L’Ethereum ($ETH) est configuré pour accueillir une fonctionnalité d’adresse furtive qui permet aux portefeuilles des utilisateurs de rester cachés. Pour y parvenir, l’écosystème intégrera ERC-5564 pour garantir que le véritable portefeuille et l’historique des transactions d’un utilisateur sont privés. Cette évolution a été commun par le développeur Ethereum Pandit Dhamdhere sur X.
Comment les méta-adresses furtives garantissent la confidentialité
Notamment, l’ERC-5564 était un Ethereum EIP co-écrit par le fondateur Vitalik Buterin. L’ERC-5564 est proposé pour ajouter de la confidentialité aux portefeuilles des utilisateurs et garantir qu’ils reçoivent des paiements de manière anonyme lorsque l’expéditeur utilise « l’adresse furtive unique ».
L’objectif est de protéger l’identité de l’utilisateur et d’empêcher les autres de savoir combien a été reçu, qui l’a payé ou éventuellement de suivre ses habitudes de dépenses. Il s’agit d’une démarche visant à garantir la confidentialité des utilisateurs de l’écosystème Ethereum.
ERC-5564 arrive sur Ethereum.
Il s’agit de l’un des EIP les plus sous-estimés de l’histoire d’Ethereum.
Il apporte nativement des adresses furtives à $ETH et la plupart des gens ne comprennent toujours pas complètement comment cela fonctionne.
Décomposons-le. pic.twitter.com/9ySwjRD9KJ
—Pandit | Ξ🦇🔊 (@panditdhamdhere) 18 février 2026
Dhamdhere dit que pour profiter de cette fonctionnalité, au lieu de fournir une véritable adresse de portefeuille aux personnes, un utilisateur peut simplement donner une « méta-adresse » publique spéciale. Chaque fois que quelqu’un envoie de l’argent, les fonds sont dirigés vers une nouvelle adresse d’apparence aléatoire, que seul l’utilisateur reconnaît. La protection de la vie privée réside dans le fait que personne ne peut associer la méta-adresse publique spéciale à l’utilisateur.
De plus, seul l’utilisateur est en mesure de le reconnaître et de dépenser. Les étrangers ne voient qu’une adresse aléatoire et non l’identité réelle de l’utilisateur.

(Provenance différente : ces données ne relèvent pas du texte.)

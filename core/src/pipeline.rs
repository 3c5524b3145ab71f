use crate::{
	detect::{Detection, Detector},
	frame::Frame,
	queue::BoundedQueue,
	sink::{FrameSink, SinkSignal},
	source::FrameSource,
	FRAMES_PROCESSED,
};
use color_eyre::eyre::{eyre, Result, WrapErr};
use std::{
	sync::{
		atomic::{AtomicBool, Ordering},
		Arc,
	},
	thread,
};

pub type ProcessedFrame = (Frame, Vec<Detection>);

#[derive(Debug, Clone)]
pub struct PipelineConfig {
	/// Slots per hand-off queue. 2 gives double buffering: the stage ahead
	/// can fill one slot while the stage behind drains the other.
	pub queue_capacity: usize,
	/// Pin the process stage to this core, if set.
	pub process_core: Option<usize>,
}

impl Default for PipelineConfig {
	fn default() -> Self {
		Self {
			queue_capacity: 2,
			process_core: None,
		}
	}
}

/// Why the render stage returned.
#[derive(Debug, Clone, Copy, PartialEq, Eq)]
pub enum RenderOutcome {
	/// Input queue reported end-of-stream, or the stop flag was observed.
	Drained,
	/// The sink asked for shutdown; every queue must be finished promptly.
	QuitRequested,
}

/// What each stage saw, tallied after all three have terminated.
#[derive(Debug, Clone, Copy, PartialEq, Eq)]
pub struct PipelineReport {
	pub frames_captured: usize,
	pub frames_processed: usize,
	pub frames_presented: usize,
	pub quit_requested: bool,
}

/// Pulls frames from the source into `output` until the source is exhausted,
/// the stop flag is raised, or downstream closes the queue. Always finishes
/// its output on the way out, whatever the exit path.
pub fn capture_stage<S>(mut source: S, output: &BoundedQueue<Frame>, stop: &AtomicBool) -> Result<usize>
where
	S: FrameSource,
{
	let result = (|| {
		let mut captured = 0;
		while !stop.load(Ordering::Relaxed) {
			let frame = match source.next_frame().wrap_err("capture source failed")? {
				Some(frame) => frame,
				None => break,
			};
			if !output.enqueue(frame) {
				// Downstream already closed; not ours to re-finish anything else.
				break;
			}
			captured += 1;
		}
		Ok(captured)
	})();
	output.set_finished();
	result
}

/// Runs the detector over every frame arriving on `input`, forwarding
/// `(frame, detections)` pairs. Finishes only its own output; its input is
/// owned by the capture stage.
pub fn process_stage<D>(
	mut detector: D,
	input: &BoundedQueue<Frame>,
	output: &BoundedQueue<ProcessedFrame>,
	stop: &AtomicBool,
) -> Result<usize>
where
	D: Detector,
{
	let result = (|| {
		let mut processed = 0;
		while !stop.load(Ordering::Relaxed) {
			let frame = match input.dequeue() {
				Some(frame) => frame,
				None => break,
			};
			let detections = detector
				.detect(&frame)
				.wrap_err_with(|| format!("failed to process frame {}", frame.index()))?;
			FRAMES_PROCESSED.fetch_add(1, Ordering::Relaxed);
			processed += 1;
			if !output.enqueue((frame, detections)) {
				break;
			}
		}
		Ok(processed)
	})();
	output.set_finished();
	result
}

/// Presents processed frames until the stream drains or the sink requests
/// shutdown. Quit fan-out is left to the caller, which owns every queue.
pub fn render_stage<K>(
	sink: &mut K,
	input: &BoundedQueue<ProcessedFrame>,
	stop: &AtomicBool,
) -> Result<(usize, RenderOutcome)>
where
	K: FrameSink,
{
	let mut presented = 0;
	while !stop.load(Ordering::Relaxed) {
		let (frame, detections) = match input.dequeue() {
			Some(item) => item,
			None => break,
		};
		let index = frame.index();
		let signal = sink
			.present(frame, detections)
			.wrap_err_with(|| format!("failed to present frame {index}"))?;
		presented += 1;
		if signal == SinkSignal::Quit {
			return Ok((presented, RenderOutcome::QuitRequested));
		}
	}
	Ok((presented, RenderOutcome::Drained))
}

/// Runs the full capture -> process -> render pipeline to completion.
///
/// Capture and process each get their own named thread; render runs on the
/// calling thread so a real display surface can stay on the main thread.
/// Once the render stage returns, for any reason, the stop flag is raised
/// and every queue is finished before joining, so no stage can be left
/// blocked on a hand-off that will never happen.
pub fn run<S, D, K>(
	source: S,
	detector: D,
	sink: &mut K,
	config: &PipelineConfig,
) -> Result<PipelineReport>
where
	S: FrameSource + 'static,
	D: Detector + 'static,
	K: FrameSink,
{
	let stop = Arc::new(AtomicBool::new(false));
	let frame_queue = Arc::new(BoundedQueue::<Frame>::new(config.queue_capacity));
	let processed_queue = Arc::new(BoundedQueue::<ProcessedFrame>::new(config.queue_capacity));

	let capture = thread::Builder::new()
		.name("frame capture thread".to_owned())
		.spawn({
			let output = frame_queue.clone();
			let stop = stop.clone();
			move || capture_stage(source, &output, &stop)
		})
		.wrap_err("failed to spawn capture thread")?;

	let process = thread::Builder::new()
		.name("frame process thread".to_owned())
		.spawn({
			let input = frame_queue.clone();
			let output = processed_queue.clone();
			let stop = stop.clone();
			let core = config.process_core;
			move || {
				if let Some(core) = core {
					pin_current_thread(core);
				}
				process_stage(detector, &input, &output, &stop)
			}
		})
		.wrap_err("failed to spawn process thread")?;

	let render_result = render_stage(sink, &processed_queue, &stop);

	// Converge regardless of which terminal event fired first: raise the
	// stop flag and finish every queue so blocked stages wake immediately,
	// then join everything before reporting.
	stop.store(true, Ordering::Relaxed);
	frame_queue.set_finished();
	processed_queue.set_finished();

	let capture_result = capture
		.join()
		.map_err(|_| eyre!("capture stage panicked"))?;
	let process_result = process
		.join()
		.map_err(|_| eyre!("process stage panicked"))?;

	let frames_captured = capture_result.wrap_err("capture stage failed")?;
	let frames_processed = process_result.wrap_err("process stage failed")?;
	let (frames_presented, outcome) = render_result.wrap_err("render stage failed")?;

	Ok(PipelineReport {
		frames_captured,
		frames_processed,
		frames_presented,
		quit_requested: outcome == RenderOutcome::QuitRequested,
	})
}

fn pin_current_thread(core: usize) {
	let available = core_affinity::get_core_ids()
		.unwrap_or_default()
		.into_iter()
		.any(|id| id.id == core);
	if !available || !core_affinity::set_for_current(core_affinity::CoreId { id: core }) {
		eprintln!("failed to set thread affinity for core {core}");
	}
}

Dhamdhere a mis en évidence deux systèmes clés qui en font un puissant outil de protection de la vie privée. L’utilisateur est capable de détecter les paiements entrants à l’aide de la « touche de visualisation » et de dépenser l’argent avec la « touche de dépense ».

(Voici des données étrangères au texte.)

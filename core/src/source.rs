use crate::frame::Frame;
use color_eyre::eyre::{eyre, ContextCompat, Result, WrapErr};
use std::{fs, path::Path};
use walkdir::WalkDir;

/// Pull-style frame producer driven by the capture stage. `Ok(None)` means
/// the source is exhausted and no further frames will ever arrive.
pub trait FrameSource: Send {
	fn next_frame(&mut self) -> Result<Option<Frame>>;
}

/// Deterministic moving-gradient test pattern, one frame per call up to
/// `count`. Lets the pipeline run without any capture hardware.
pub struct SyntheticSource {
	count: usize,
	width: u32,
	height: u32,
	next_index: usize,
}

impl SyntheticSource {
	pub fn new(count: usize, width: u32, height: u32) -> Self {
		Self {
			count,
			width,
			height,
			next_index: 1,
		}
	}
}

impl FrameSource for SyntheticSource {
	fn next_frame(&mut self) -> Result<Option<Frame>> {
		if self.next_index > self.count {
			return Ok(None);
		}
		let index = self.next_index;
		self.next_index += 1;

		let shift = (index * 8) as u32;
		let mut data = Vec::with_capacity((self.width * self.height) as usize);
		for y in 0..self.height {
			for x in 0..self.width {
				data.push(((x + y + shift) % 256) as u8);
			}
		}
		Ok(Some(Frame::new(index, self.width, self.height, data)))
	}
}

/// Feeds the pipeline from a directory of binary PGM (P5) files, visited in
/// file-name order. Non-PGM files are skipped; a PGM that fails to parse is
/// an error, not a skip.
pub struct DirectorySource {
	paths: std::vec::IntoIter<std::path::PathBuf>,
	next_index: usize,
}

impl DirectorySource {
	pub fn new<P: AsRef<Path>>(dir: P) -> Result<Self> {
		let dir = dir.as_ref();
		let mut paths = Vec::new();
		for entry in WalkDir::new(dir).sort_by_file_name() {
			let entry = entry.wrap_err_with(|| format!("failed to walk {}", dir.display()))?;
			let path = entry.path();
			if path.is_file() && path.extension().is_some_and(|ext| ext == "pgm") {
				paths.push(path.to_owned());
			}
		}
		if paths.is_empty() {
			return Err(eyre!("no .pgm frames found under {}", dir.display()));
		}
		Ok(Self {
			paths: paths.into_iter(),
			next_index: 1,
		})
	}

	/// Frames not yet handed out.
	pub fn remaining(&self) -> usize {
		self.paths.len()
	}
}

impl FrameSource for DirectorySource {
	fn next_frame(&mut self) -> Result<Option<Frame>> {
		let path = match self.paths.next() {
			Some(path) => path,
			None => return Ok(None),
		};
		let index = self.next_index;
		self.next_index += 1;
		let raw = fs::read(&path)
			.wrap_err_with(|| format!("failed to read frame file {}", path.display()))?;
		parse_pgm(&raw, index)
			.map(Some)
			.wrap_err_with(|| format!("failed to parse PGM frame {}", path.display()))
	}
}

fn parse_pgm(raw: &[u8], index: usize) -> Result<Frame> {
	let mut pos = 0;
	let magic = next_token(raw, &mut pos).wrap_err("missing PGM magic number")?;
	if magic != b"P5" {
		return Err(eyre!("not a binary PGM: magic is {:?}", String::from_utf8_lossy(magic)));
	}
	let width: u32 = parse_header_number(raw, &mut pos).wrap_err("invalid PGM width")?;
	let height: u32 = parse_header_number(raw, &mut pos).wrap_err("invalid PGM height")?;
	let maxval: u32 = parse_header_number(raw, &mut pos).wrap_err("invalid PGM maxval")?;
	if maxval == 0 || maxval > 255 {
		return Err(eyre!("unsupported PGM maxval {maxval}, expected 1..=255"));
	}
	// Header ends after exactly one whitespace byte.
	pos += 1;
	let len = (width as usize) * (height as usize);
	let data = raw
		.get(pos..pos + len)
		.wrap_err_with(|| format!("truncated PGM: expected {len} pixel bytes"))?;
	Ok(Frame::new(index, width, height, data.to_vec()))
}

fn next_token<'a>(raw: &'a [u8], pos: &mut usize) -> Option<&'a [u8]> {
	while *pos < raw.len() {
		match raw[*pos] {
			b'#' => {
				while *pos < raw.len() && raw[*pos] != b'\n' {
					*pos += 1;
				}
			}
			c if c.is_ascii_whitespace() => *pos += 1,
			_ => break,
		}
	}
	let start = *pos;
	while *pos < raw.len() && !raw[*pos].is_ascii_whitespace() {
		*pos += 1;
	}
	(*pos > start).then(|| &raw[start..*pos])
}

fn parse_header_number(raw: &[u8], pos: &mut usize) -> Result<u32> {
	let token = next_token(raw, pos).wrap_err("unexpected end of PGM header")?;
	std::str::from_utf8(token)
		.wrap_err("header field is not utf-8")?
		.parse()
		.wrap_err("header field is not a number")
}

Il a expliqué que cette fonctionnalité permet à l’utilisateur de déléguer des responsabilités. Par exemple, une application ou un service pourrait rechercher des paiements au nom de l’utilisateur, sans compromettre le contrôle des fonds par un tiers.
Les frais de gaz Ethereum et le risque de spam restent des défis majeurs
Aussi merveilleuse que puisse paraître la fonction de confidentialité, Dhamdhere a également identifié certains défis et risques potentiels qui y sont associés.

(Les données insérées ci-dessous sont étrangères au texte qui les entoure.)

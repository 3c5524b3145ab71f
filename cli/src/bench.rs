use crate::cmd::BenchArgs;
use color_eyre::eyre::{Result, WrapErr};
use crossbeam_channel::{unbounded, Sender};
use frameline_core::{
	detect::{Detection, Detector, LumaGridDetector},
	frame::Frame,
	pipeline::{self, PipelineConfig},
	sink::CountingSink,
	source::SyntheticSource,
	stats::{LatencyStats, PerfReport},
};
use parking_lot::Mutex;
use std::{
	fs::OpenOptions,
	io::Write,
	sync::Arc,
	thread,
	time::{Duration, Instant},
};

/// Wraps a detector and ships the wall time of every `detect` call to the
/// stats collector.
struct TimedDetector<D> {
	inner: D,
	sample_sender: Sender<Duration>,
}

impl<D: Detector> Detector for TimedDetector<D> {
	fn detect(&mut self, frame: &Frame) -> Result<Vec<Detection>> {
		let start = Instant::now();
		let result = self.inner.detect(frame);
		let _ = self.sample_sender.send(start.elapsed());
		result
	}
}

pub fn bench(args: BenchArgs) -> Result<()> {
	let (sample_sender, sample_receiver) = unbounded::<Duration>();
	let latencies = Arc::new(Mutex::new(LatencyStats::new()));

	let latencies_clone = latencies.clone();
	let collector = thread::spawn(move || {
		for sample in sample_receiver {
			latencies_clone.lock().record(sample);
		}
	});

	let config = PipelineConfig {
		queue_capacity: args.capacity,
		process_core: None,
	};
	let detector = TimedDetector {
		inner: LumaGridDetector::new(args.threshold, args.grid, None),
		sample_sender,
	};
	let mut sink = CountingSink::new();

	let start = Instant::now();
	let report = pipeline::run(
		SyntheticSource::new(args.frames, args.width, args.height),
		detector,
		&mut sink,
		&config,
	)
	.wrap_err("benchmark pipeline run failed")?;
	let total_ms = start.elapsed().as_secs_f64() * 1000.0;

	// The detector (and with it the sample sender) is gone once the run
	// returns, so the collector drains and exits on its own.
	let _ = collector.join();

	let latencies = latencies.lock();
	let perf = PerfReport {
		mode: "synthetic".to_owned(),
		frames: report.frames_processed,
		frame_width: args.width,
		frame_height: args.height,
		queue_capacity: args.capacity,
		total_ms,
		latency_avg_ms: latencies.avg_ms(),
		latency_min_ms: latencies.min_ms(),
		latency_max_ms: latencies.max_ms(),
	};

	println!("{}", PerfReport::csv_header());
	println!("{}", perf.csv_row());

	if let Some(path) = &args.output {
		let write_header = !path.exists();
		let mut file = OpenOptions::new()
			.create(true)
			.append(true)
			.open(path)
			.wrap_err_with(|| format!("failed to open results file {}", path.display()))?;
		if write_header {
			writeln!(file, "{}", PerfReport::csv_header())
				.wrap_err("failed to write results header")?;
		}
		writeln!(file, "{}", perf.csv_row()).wrap_err("failed to append results row")?;
	}

	Ok(())
}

Un point notable est que tout argent arrivant à une toute nouvelle adresse furtive aura des problèmes, car il n’y a pas de Ethereum pour les frais de gaz pour déplacer les fonds. Ce goulot d’étranglement pourrait cependant être facilement résolu si l’expéditeur inclut $ETH pour le gaz.
Un majeur risque, en ce qui concerne les piratesc’est que n’importe qui peut publier de fausses annonces pour inciter les portefeuilles à effectuer un travail d’analyse supplémentaire. Ce problème sera probablement résolu à l’aide de filtres pour les spammeurs connus.
Comme l’a souligné Dhamdhere, l’objectif de cette fonctionnalité de confidentialité est de garantir que les dons, paiements ou salaires reçus restent « anonymes » sur le grand livre transparent d’Ethereum. Ceci sera réalisé sans avoir recours à des mélangeurs ou à des solutions complexes.